I don't think it is that durable - for an extra $250 - I'd go w/ NP3 or Black T.

But, 1 word of advice... I didn't mention hard chrome on purpose - as much as I love my hard chromed slide on my P99s, I would ONLY get slides hard chromed. I would never hard chrome a complete 1911 again - not after the nightmare I had with a $1200 TRP earlier this year. It got screwed up.

Now, that experience taught me a lesson - One that I admit I only *partially* learned. The lesson is: Be satisfied w/ what ya got.

I will admit - I had my last P99 hard chromed, even after my neg experience... But, once again - it was just the slide, and the tolerances are not as tight as they are on a 1911. After that experience with that TRP - I would have to say - unless ya just have NO finish on your 1911, I would recommend against refinishing one. Buy a new one w/ the finish U want - one that is durable. But, U will never see me refinishing any 1911 I may buy in the future...


----------



## Wandering Man

I am now taking a strong look at the Kimber Pro CDP II. Someone mentioned this as an option, if I was worried about rust. I think I'd rather rely on oil and elbow grease.

WM


----------



## Baldy

I think you should get it the way you want it, and 20 or 30yrs from now you can get it redone if you wish. When I buy new I don't worry about grips or some little thing, but the finish I do. Good Luck.


----------



## RONNIE J

*Finish*

on the CDP PRO II holds up well the way it comes, no need to add the extra bucks--

Ron


----------



## Wandering Man

Baldy said:


> I think you should get it the way you want it, and 20 or 30yrs from now you can get it redone if you wish. When I buy new I don't worry about grips or some little thing, but the finish I do. Good Luck.





RONNIE J said:


> on the CDP PRO II holds up well the way it comes, no need to add the extra bucks--
> 
> Ron


Thanks. What I wanted to hear.

:smt071

WM


----------



## Chieftain

One of my 7 1911's is the Kimber Warrior.

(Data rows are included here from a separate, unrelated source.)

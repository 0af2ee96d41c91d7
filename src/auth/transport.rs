//! Auth service seam.

use async_trait::async_trait;
use solana_sdk::pubkey::Pubkey;
use solana_sdk::signature::Signature;
use std::time::SystemTime;

use crate::error::TransportError;

/// Role requested during the handshake.
#[derive(Debug, Clone, Copy, PartialEq, Eq)]
pub enum Role {
    Relayer,
    Searcher,
    Validator,
    ShredstreamSubscriber,
}

/// A token issued by the auth service.
#[derive(Clone, PartialEq, Eq)]
pub struct Token {
    pub value: String,
    pub expires_at: SystemTime,
}

impl std::fmt::Debug for Token {
    fn fmt(&self, f: &mut std::fmt::Formatter<'_>) -> std::fmt::Result {
        f.debug_struct("Token")
            .field("value", &"<redacted>")
            .field("expires_at", &self.expires_at)
            .finish()
    }
}

#[derive(Debug, Clone, PartialEq, Eq)]
pub struct TokenPair {
    pub access: Token,
    pub refresh: Token,
}

/// Challenge-response auth operations.
#[async_trait]
pub trait AuthTransport: Send + Sync {
    /// Server nonce bound to `pubkey`.
    async fn generate_auth_challenge(
        &self,
        role: Role,
        pubkey: &Pubkey,
    ) -> Result<String, TransportError>;

    /// Exchange the signed `"<pubkey>-<challenge>"` string for tokens.
    async fn generate_auth_tokens(
        &self,
        challenge: &str,
        client_pubkey: &Pubkey,
        signed_challenge: &Signature,
    ) -> Result<TokenPair, TransportError>;

    /// New access token for a refresh token.
    async fn refresh_access_token(&self, refresh_token: &str) -> Result<Token, TransportError>;
}
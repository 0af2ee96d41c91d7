//! Bundle submission.

use std::sync::Arc;

use crate::auth::CredentialStore;
use crate::bundle::types::{Bundle, BundleSubmissionHandle};
use crate::error::BundleResult;
use crate::observability::metrics;
use crate::relay::BundleRelay;

/// Sends assembled bundles over the relay transport.
///
/// Does not wait for the relay's verdict; that is the reconciler's job.
#[derive(Clone)]
pub struct BundleSubmitter {
    relay: Arc<dyn BundleRelay>,
    credentials: Option<CredentialStore>,
}

impl BundleSubmitter {
    pub fn new(relay: Arc<dyn BundleRelay>, credentials: Option<CredentialStore>) -> Self {
        Self { relay, credentials }
    }

    /// Submit `bundle` and return the handle used to track it.
    ///
    /// Fails with an unauthenticated transport error when a credential store
    /// is configured but holds no valid credential.
    pub async fn submit(&self, bundle: &Bundle) -> BundleResult<BundleSubmissionHandle> {
        let authorization = self
            .credentials
            .as_ref()
            .map(CredentialStore::authorization)
            .transpose()?;

        let ack = self.relay.send_bundle(bundle, authorization.as_deref()).await?;
        metrics::record_bundle_submitted(bundle.len());

        tracing::info!(
            bundle_id = ack.bundle_id.as_deref().unwrap_or(&ack.acknowledgement),
            transactions = bundle.len(),
            first_signature = ?bundle.signatures().first(),
            "Bundle submitted"
        );

        Ok(BundleSubmissionHandle::new(
            ack.acknowledgement,
            bundle.signatures().to_vec(),
            ack.bundle_id,
        ))
    }
}

impl std::fmt::Debug for BundleSubmitter {
    fn fmt(&self, f: &mut std::fmt::Formatter<'_>) -> std::fmt::Result {
        f.debug_struct("BundleSubmitter")
            .field("authenticated", &self.credentials.is_some())
            .finish()
    }
}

It comes with the fancy finish. It also doesn't wear well. I don't mind, as I think holster wear give's a weapon 'character'. You should see the SIG 228 I wore/carried for over 10 years. It has a ton of 'character'.

anyway,

the Warrior has a lot of 'character' too. I have only had it about a year and a half. (It was one of the original run which used the real Novak rear sight)

Now it don't rain much out here in Arizona like it does back home in Florida. But, Sat night 9/2 it rained during a Night shoot/training session. Very wet.

The only thing that showed any rust at all was the Novak sight. Some have suggested that the Kimber finish is some what like the Glock finish in that just because you see metal doesn't mean it ain't still finished. (it's in the metal not the color).

I don't know, but in the time I have used/worn the weapon I have had no problems with it. I have relegated the Warrior to HD duties with the SureFire X-200A attached most of the time. I now CCW with a series one Gold Combat Stainless Kimber. The Colts are still waiting the Gunsmith 'knife'.

Another option is to keep your weapon clean.

Fred

Semper Fi


----------



## Wandering Man

Chieftain said:


> Another option is to keep your weapon clean.
> 
> Fred
> 
> Semper Fi


I think that's the best advice for any gun.



Thanks.

And by the way, Welcome to the forum. Great bunch of people here.

WM


----------



## ttomp

I'd go np3.


----------